Collected data entries:
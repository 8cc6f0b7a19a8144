//! Source Gateway
//!
//! Uniform asynchronous facade over the metrics, query, function and health
//! capabilities. Only metrics fetches are memoized in the expiring cache.

pub mod simulation;
pub mod sources;

use std::sync::atomic::{AtomicU64, Ordering};
use std::sync::Arc;
use std::time::Duration;

use futures::future::join_all;
use tracing::{debug, instrument, warn};

use riskdash_core::{
    DashboardResult, InvokeResponse, MetricsRecord, QueryDescriptor, QueryResult,
    RemoteFunction, ServiceHealthCheck,
};

use crate::config::ServiceEndpoint;
use crate::expiring_cache::ExpiringCache;
use sources::{FunctionInvoker, HealthProber, MetricsSource, QueryEngine};

pub use simulation::{
    Capability, RandomizedStrategy, ScriptedStrategy, SimulatedBackend, SimulationStrategy,
};

/// Cache key for a portfolio's real-time metrics
pub fn metrics_cache_key(portfolio_id: &str) -> String {
    format!("realtime_metrics:{}", portfolio_id)
}

/// Gateway counters
#[derive(Debug, Clone, Copy, PartialEq, Eq)]
pub struct GatewayStats {
    pub cache_hits: u64,
    pub cache_misses: u64,
}

/// Facade over the four upstream capabilities
pub struct SourceGateway {
    metrics: Arc<dyn MetricsSource>,
    queries: Arc<dyn QueryEngine>,
    functions: Arc<dyn FunctionInvoker>,
    prober: Arc<dyn HealthProber>,
    cache: ExpiringCache<MetricsRecord>,
    metrics_ttl: Duration,
    cache_hits: AtomicU64,
    cache_misses: AtomicU64,
}

impl SourceGateway {
    /// Create a gateway with one backend serving every capability
    pub fn from_backend<B>(
        backend: Arc<B>,
        cache: ExpiringCache<MetricsRecord>,
        metrics_ttl: Duration,
    ) -> Self
    where
        B: MetricsSource + QueryEngine + FunctionInvoker + HealthProber + 'static,
    {
        Self {
            metrics: backend.clone(),
            queries: backend.clone(),
            functions: backend.clone(),
            prober: backend,
            cache,
            metrics_ttl,
            cache_hits: AtomicU64::new(0),
            cache_misses: AtomicU64::new(0),
        }
    }

    pub fn with_metrics_source(mut self, source: Arc<dyn MetricsSource>) -> Self {
        self.metrics = source;
        self
    }

    pub fn with_query_engine(mut self, engine: Arc<dyn QueryEngine>) -> Self {
        self.queries = engine;
        self
    }

    pub fn with_function_invoker(mut self, invoker: Arc<dyn FunctionInvoker>) -> Self {
        self.functions = invoker;
        self
    }

    pub fn with_health_prober(mut self, prober: Arc<dyn HealthProber>) -> Self {
        self.prober = prober;
        self
    }

    /// Fetch real-time metrics, served from cache while fresh
    #[instrument(skip(self))]
    pub async fn fetch_metrics(&self, portfolio_id: &str) -> DashboardResult<MetricsRecord> {
        let key = metrics_cache_key(portfolio_id);

        if let Some(cached) = self.cache.fetch(&key) {
            self.cache_hits.fetch_add(1, Ordering::Relaxed);
            debug!("[Gateway] Metrics cache hit for {}", key);
            return Ok(cached);
        }

        self.cache_misses.fetch_add(1, Ordering::Relaxed);
        let metrics = self.metrics.fetch_metrics(portfolio_id).await?;
        self.cache.store(key, metrics.clone(), self.metrics_ttl);
        Ok(metrics)
    }

    /// Run a query; unrecognised descriptors yield `QueryResult::Empty`
    #[instrument(skip(self, query, variables))]
    pub async fn run_query(
        &self,
        query: &QueryDescriptor,
        variables: &serde_json::Value,
    ) -> DashboardResult<QueryResult> {
        let result = self.queries.execute(query, variables).await?;
        if result == QueryResult::Empty {
            debug!("[Gateway] Query matched no known shape, returning empty result");
        }
        Ok(result)
    }

    /// Invoke a named remote function
    ///
    /// Fails with `UnknownOperation` when `function_name` is not one of the
    /// known functions; no upstream call is made in that case.
    #[instrument(skip(self, payload))]
    pub async fn invoke(
        &self,
        function_name: &str,
        payload: serde_json::Value,
    ) -> DashboardResult<InvokeResponse> {
        let function: RemoteFunction = function_name.parse()?;
        self.functions.invoke(function, &payload).await
    }

    /// Probe a single service
    #[instrument(skip(self))]
    pub async fn probe(
        &self,
        service_name: &str,
        endpoint: &str,
    ) -> DashboardResult<ServiceHealthCheck> {
        self.prober.probe(service_name, endpoint).await
    }

    /// Probe every service concurrently, waiting for all of them
    ///
    /// A probe that errors is reported as unreachable rather than failing
    /// the round.
    pub async fn probe_all(&self, services: &[ServiceEndpoint]) -> Vec<ServiceHealthCheck> {
        let probes = services.iter().map(|service| async move {
            match self.probe(&service.name, &service.endpoint).await {
                Ok(check) => check,
                Err(e) => {
                    warn!("[Gateway] Probe for {} failed: {}", service.name, e);
                    ServiceHealthCheck {
                        service_name: service.name.clone(),
                        reachable: false,
                        latency_ms: 0,
                        endpoint: service.endpoint.clone(),
                        checked_at: chrono::Utc::now(),
                    }
                }
            }
        });

        join_all(probes).await
    }

    /// Drop the cached metrics for a portfolio
    pub fn invalidate_metrics(&self, portfolio_id: &str) -> bool {
        self.cache.invalidate(&metrics_cache_key(portfolio_id))
    }

    pub fn cache(&self) -> &ExpiringCache<MetricsRecord> {
        &self.cache
    }

    pub fn stats(&self) -> GatewayStats {
        GatewayStats {
            cache_hits: self.cache_hits.load(Ordering::Relaxed),
            cache_misses: self.cache_misses.load(Ordering::Relaxed),
        }
    }
}

impl std::fmt::Debug for SourceGateway {
    fn fmt(&self, f: &mut std::fmt::Formatter<'_>) -> std::fmt::Result {
        f.debug_struct("SourceGateway")
            .field("cache", &self.cache)
            .field("metrics_ttl", &self.metrics_ttl)
            .finish()
    }
}

#[cfg(test)]
mod tests {
    use super::*;
    use crate::clock::{ManualClock, SharedClock, SystemClock};
    use async_trait::async_trait;
    use riskdash_core::DashboardError;
    use serde_json::json;
    use std::time::Instant;

    fn gateway_with(
        strategy: Arc<dyn SimulationStrategy>,
        clock: SharedClock,
    ) -> (Arc<SimulatedBackend>, SourceGateway) {
        let backend = Arc::new(SimulatedBackend::new(strategy, clock.clone()));
        let cache = ExpiringCache::new(clock).with_proactive_eviction(false);
        let gateway = SourceGateway::from_backend(backend.clone(), cache, Duration::from_secs(3));
        (backend, gateway)
    }

    #[tokio::test]
    async fn test_metrics_cache_hit_skips_upstream() {
        let clock = Arc::new(ManualClock::default());
        let (backend, gateway) = gateway_with(Arc::new(ScriptedStrategy::new()), clock.clone());

        let first = gateway.fetch_metrics("p1").await.unwrap();
        let second = gateway.fetch_metrics("p1").await.unwrap();

        assert_eq!(first, second);
        assert_eq!(backend.calls(Capability::Metrics), 1);
        assert_eq!(gateway.stats(), GatewayStats { cache_hits: 1, cache_misses: 1 });

        clock.advance(chrono::Duration::seconds(4));
        gateway.fetch_metrics("p1").await.unwrap();
        assert_eq!(backend.calls(Capability::Metrics), 2);
    }

    #[tokio::test]
    async fn test_cache_hit_has_no_latency() {
        let strategy = Arc::new(ScriptedStrategy::new().with_latency(Duration::from_millis(50)));
        let (_, gateway) = gateway_with(strategy, Arc::new(SystemClock));

        gateway.fetch_metrics("p1").await.unwrap();
        let started = Instant::now();
        gateway.fetch_metrics("p1").await.unwrap();
        assert!(started.elapsed() < Duration::from_millis(20));
    }

    #[tokio::test]
    async fn test_metrics_cache_is_keyed_per_portfolio() {
        let clock = Arc::new(ManualClock::default());
        let (backend, gateway) = gateway_with(Arc::new(ScriptedStrategy::new()), clock);

        gateway.fetch_metrics("growth").await.unwrap();
        gateway.fetch_metrics("income").await.unwrap();

        assert_eq!(backend.calls(Capability::Metrics), 2);
        assert_eq!(gateway.cache().len(), 2);
    }

    #[tokio::test]
    async fn test_failed_fetch_is_not_cached() {
        let strategy = Arc::new(ScriptedStrategy::new());
        let (_, gateway) = gateway_with(strategy.clone(), Arc::new(ManualClock::default()));

        strategy.set_failing(Capability::Metrics, true);
        assert!(gateway.fetch_metrics("p1").await.is_err());
        assert!(gateway.cache().is_empty());
    }

    #[tokio::test]
    async fn test_invoke_known_and_unknown_functions() {
        let (backend, gateway) =
            gateway_with(Arc::new(ScriptedStrategy::new()), Arc::new(SystemClock));

        let response = gateway.invoke("ALERT_PROCESSOR", json!({})).await.unwrap();
        assert_eq!(response.status_code, 200);
        assert!(response.body["alerts"].is_array());

        let err = gateway.invoke("NOT_A_FUNCTION", json!({})).await.unwrap_err();
        assert_eq!(err, DashboardError::UnknownOperation("NOT_A_FUNCTION".to_string()));
        assert_eq!(backend.calls(Capability::Invoke), 1);
    }

    #[tokio::test]
    async fn test_unknown_query_shape_is_empty() {
        let (_, gateway) = gateway_with(Arc::new(ScriptedStrategy::new()), Arc::new(SystemClock));
        let result = gateway
            .run_query(&QueryDescriptor::new("{ somethingElse }"), &json!({}))
            .await
            .unwrap();
        assert_eq!(result, QueryResult::Empty);
    }

    #[tokio::test(start_paused = true)]
    async fn test_probe_all_runs_concurrently() {
        let strategy = Arc::new(ScriptedStrategy::new().with_latency(Duration::from_millis(200)));
        let (_, gateway) = gateway_with(strategy, Arc::new(SystemClock));
        let services = crate::config::EndpointConfig::default().services();

        let started = tokio::time::Instant::now();
        let checks = gateway.probe_all(&services).await;

        assert_eq!(checks.len(), 4);
        assert!(checks.iter().all(|c| c.reachable));
        // Sequential probing would take 800ms
        assert!(started.elapsed() < Duration::from_millis(400));
    }

    struct BrokenProber;

    #[async_trait]
    impl HealthProber for BrokenProber {
        async fn probe(
            &self,
            service_name: &str,
            _endpoint: &str,
        ) -> DashboardResult<ServiceHealthCheck> {
            Err(DashboardError::upstream(
                "probe",
                format!("{} refused connection", service_name),
            ))
        }
    }

    #[tokio::test]
    async fn test_probe_error_reported_as_unreachable() {
        let (_, gateway) = gateway_with(Arc::new(ScriptedStrategy::new()), Arc::new(SystemClock));
        let gateway = gateway.with_health_prober(Arc::new(BrokenProber));
        let services = crate::config::EndpointConfig::default().services();

        let checks = gateway.probe_all(&services).await;
        assert_eq!(checks.len(), services.len());
        assert!(checks.iter().all(|c| !c.reachable));
    }
}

§ **YOUR INSTRUCTIONS**: Search the entries for the word "over" and copy every line that holds it.

§ **EXPECTED OUTPUT**:
//! Uniform asynchronous facade over the metrics, query, function and health
/// Facade over the four upstream capabilities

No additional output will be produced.